Un festin par-dessus une douleur, c'est une douleur plus vive ou une consolation absolue.
Pitou s'aperçut, au bout de deux heures, que ce n'était pas un surcroît de douleur.
Il se leva, quand tous ses compagnons ne pouvaient plus se lever.
Il leur fit un discours sur la sobriété des Spartiates, quand tous étaient ivres-morts.
Et il se dit qu'il serait bon d'aller promener alors que tous étaient ronflants sous la table.
Quant aux jeunes filles d'Haramont, nous devons à leur honneur de déclarer qu'avant le dessert elles s'étaient éclipsées, sans que leur tête, leurs jambes et leur coeur eussent parlé significativement.
Pitou, le brave des braves, ne put s'empêcher de faire quelques réflexions.
De tous ces amours, de toutes ces beautés, de toutes ces richesses, rien ne lui restait dans l'âme et dans la mémoire, que les derniers regards et les dernières paroles de Catherine.

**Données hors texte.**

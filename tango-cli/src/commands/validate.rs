//! Validate command implementation

use anyhow::Result;
use clap::Args;
use tango_core::{CsvParser, HeaderColumns, ParseMode, ParseReport};

use super::print::{init_logging, Mode};
use crate::input::InputSource;

/// Arguments for the validate command
#[derive(Debug, Args)]
pub struct ValidateArgs {
    /// CSV word list to check (`-` for stdin)
    #[arg(short, long, value_name = "FILE", required = true)]
    pub input: String,

    /// How strictly to read the CSV
    #[arg(short, long, value_enum, default_value = "strict")]
    pub mode: Mode,
}

impl ValidateArgs {
    /// Execute the validate command
    pub fn execute(&self) -> Result<()> {
        init_logging(0, false);

        let source = if self.input == "-" {
            InputSource::Stdin
        } else {
            InputSource::File(self.input.clone().into())
        };

        println!("Validating word list: {source}");

        let text = source.read_text()?;
        let mode = ParseMode::from(self.mode);
        match CsvParser::for_mode(mode).parse_report(&text) {
            Ok(report) if report.items.is_empty() => {
                print!("{}", summarize(&report, mode));
                println!("✗ Word list is invalid!");
                println!("  Error: no usable word items");
                Err(anyhow::anyhow!(
                    "Validation failed: {source} contains no usable word items"
                ))
            }
            Ok(report) => {
                print!("{}", summarize(&report, mode));
                println!("✓ Word list is valid!");
                Ok(())
            }
            Err(e) => {
                println!("✗ Word list is invalid!");
                println!("  Error: {e}");
                Err(anyhow::anyhow!("Validation failed: {}", e))
            }
        }
    }
}

/// Render a human-readable summary of a parse report
pub fn summarize(report: &ParseReport, mode: ParseMode) -> String {
    let column = |index: Option<usize>| match index {
        Some(i) => format!("column {}", i + 1),
        None => "not found".to_string(),
    };

    let mut out = String::new();
    out.push_str(&format!("  Mode: {mode}\n"));
    out.push_str(&format!(
        "  {}: {}\n",
        HeaderColumns::JAPANESE,
        column(report.header.japanese)
    ));
    out.push_str(&format!(
        "  {}: {}\n",
        HeaderColumns::ENGLISH,
        column(report.header.english)
    ));
    out.push_str(&format!(
        "  {}: {}\n",
        HeaderColumns::CHAPTER,
        column(report.header.chapter)
    ));
    out.push_str(&format!("  Data rows: {}\n", report.rows_read));
    out.push_str(&format!("  Words: {}\n", report.items.len()));

    if !report.skipped.is_empty() {
        out.push_str(&format!("  Skipped rows: {}\n", report.skipped.len()));
        for skipped in &report.skipped {
            out.push_str(&format!("    line {}: {}\n", skipped.line, skipped.reason));
        }
    }

    out
}
//! Parsing strictness configuration
//!
//! Strictness has two independent axes: what happens when a required header
//! column is missing, and what happens to data rows that lack a prompt or an
//! answer. The two presets pair them the way existing call sites do.

use crate::error::Error;
use std::fmt;
use std::str::FromStr;

#[cfg(feature = "serde")]
use serde::{Deserialize, Serialize};

/// Behaviour when the header lacks a `japanese` or `english` column
#[derive(Debug, Clone, Copy, PartialEq, Eq)]
pub enum ColumnPolicy {
    /// Fail the whole parse with [`Error::MissingRequiredColumn`]
    Require,
    /// Read the missing column as an empty string on every row
    Tolerate,
}

/// Behaviour for data rows with an empty prompt or answer
#[derive(Debug, Clone, Copy, PartialEq, Eq)]
pub enum RowPolicy {
    /// Keep every non-blank row as-is
    KeepAll,
    /// Drop rows unless both `japanese` and `english` are non-empty
    DropIncomplete,
}

/// Named strictness presets
#[derive(Debug, Clone, Copy, PartialEq, Eq, Default)]
#[cfg_attr(feature = "serde", derive(Serialize, Deserialize))]
#[cfg_attr(feature = "serde", serde(rename_all = "lowercase"))]
pub enum ParseMode {
    /// Require both columns, keep every row
    #[default]
    Strict,
    /// Tolerate missing columns, drop incomplete rows
    Lenient,
}

impl ParseMode {
    /// All presets, in display order
    pub const ALL: [ParseMode; 2] = [ParseMode::Strict, ParseMode::Lenient];

    /// Lowercase name used in configuration files
    pub fn as_str(&self) -> &'static str {
        match self {
            ParseMode::Strict => "strict",
            ParseMode::Lenient => "lenient",
        }
    }
}

impl fmt::Display for ParseMode {
    fn fmt(&self, f: &mut fmt::Formatter<'_>) -> fmt::Result {
        f.write_str(self.as_str())
    }
}

impl FromStr for ParseMode {
    type Err = Error;

    fn from_str(s: &str) -> Result<Self, Self::Err> {
        match s.trim().to_lowercase().as_str() {
            "strict" => Ok(ParseMode::Strict),
            "lenient" => Ok(ParseMode::Lenient),
            other => Err(Error::Configuration(format!(
                "unknown parse mode: {other} (expected \"strict\" or \"lenient\")"
            ))),
        }
    }
}

/// Options controlling how CSV text becomes [`WordItem`](crate::WordItem)s
#[derive(Debug, Clone, Copy, PartialEq, Eq)]
pub struct ParseOptions {
    pub(crate) columns: ColumnPolicy,
    pub(crate) rows: RowPolicy,
}

impl Default for ParseOptions {
    fn default() -> Self {
        Self::strict()
    }
}

impl ParseOptions {
    /// Missing columns fail; every non-blank row is kept
    pub const fn strict() -> Self {
        Self {
            columns: ColumnPolicy::Require,
            rows: RowPolicy::KeepAll,
        }
    }

    /// Missing columns read as empty; incomplete rows are dropped
    pub const fn lenient() -> Self {
        Self {
            columns: ColumnPolicy::Tolerate,
            rows: RowPolicy::DropIncomplete,
        }
    }

    /// Create an options builder starting from the strict preset
    pub fn builder() -> ParseOptionsBuilder {
        ParseOptionsBuilder::default()
    }

    /// Column policy in effect
    pub fn column_policy(&self) -> ColumnPolicy {
        self.columns
    }

    /// Row policy in effect
    pub fn row_policy(&self) -> RowPolicy {
        self.rows
    }
}

impl From<ParseMode> for ParseOptions {
    fn from(mode: ParseMode) -> Self {
        match mode {
            ParseMode::Strict => Self::strict(),
            ParseMode::Lenient => Self::lenient(),
        }
    }
}

/// Fluent builder for [`ParseOptions`]
#[derive(Debug, Default)]
pub struct ParseOptionsBuilder {
    mode: Option<String>,
    columns: Option<ColumnPolicy>,
    rows: Option<RowPolicy>,
}

impl ParseOptionsBuilder {
    /// Create a new builder
    pub fn new() -> Self {
        Self::default()
    }

    /// Start from a named preset (`"strict"` or `"lenient"`)
    pub fn mode(mut self, name: impl Into<String>) -> Self {
        self.mode = Some(name.into());
        self
    }

    /// Override the column policy
    pub fn columns(mut self, policy: ColumnPolicy) -> Self {
        self.columns = Some(policy);
        self
    }

    /// Override the row policy
    pub fn rows(mut self, policy: RowPolicy) -> Self {
        self.rows = Some(policy);
        self
    }

    /// Build the options
    pub fn build(self) -> Result<ParseOptions, Error> {
        let mut options = match self.mode {
            Some(name) => ParseOptions::from(ParseMode::from_str(&name)?),
            None => ParseOptions::default(),
        };

        if let Some(columns) = self.columns {
            options.columns = columns;
        }

        if let Some(rows) = self.rows {
            options.rows = rows;
        }

        Ok(options)
    }
}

Il se rappelait, dans la demi-teinte qui couvrait sa mémoire, que plusieurs fois la main de Catherine avait touché la sienne, que l'épaule de Catherine avait familièrement frôlé son épaule, que même, dans les heures de la discussion, certaines privautés de la jeune fille lui avaient révélé tous ses avantages et toutes ses suavités.
Alors, ivre à son tour de ce qu'il avait négligé dans le sang-froid, il cherchait autour de lui comme fait un homme qui se réveille.
Il demandait aux ombres pourquoi tant de sévérité envers une jeune femme toute confite en amour, en douceur, en grâces ; envers une femme qui, au début de la vie, pouvait bien avoir eu une chimère. Hélas ! qui donc n'avait pas la sienne ?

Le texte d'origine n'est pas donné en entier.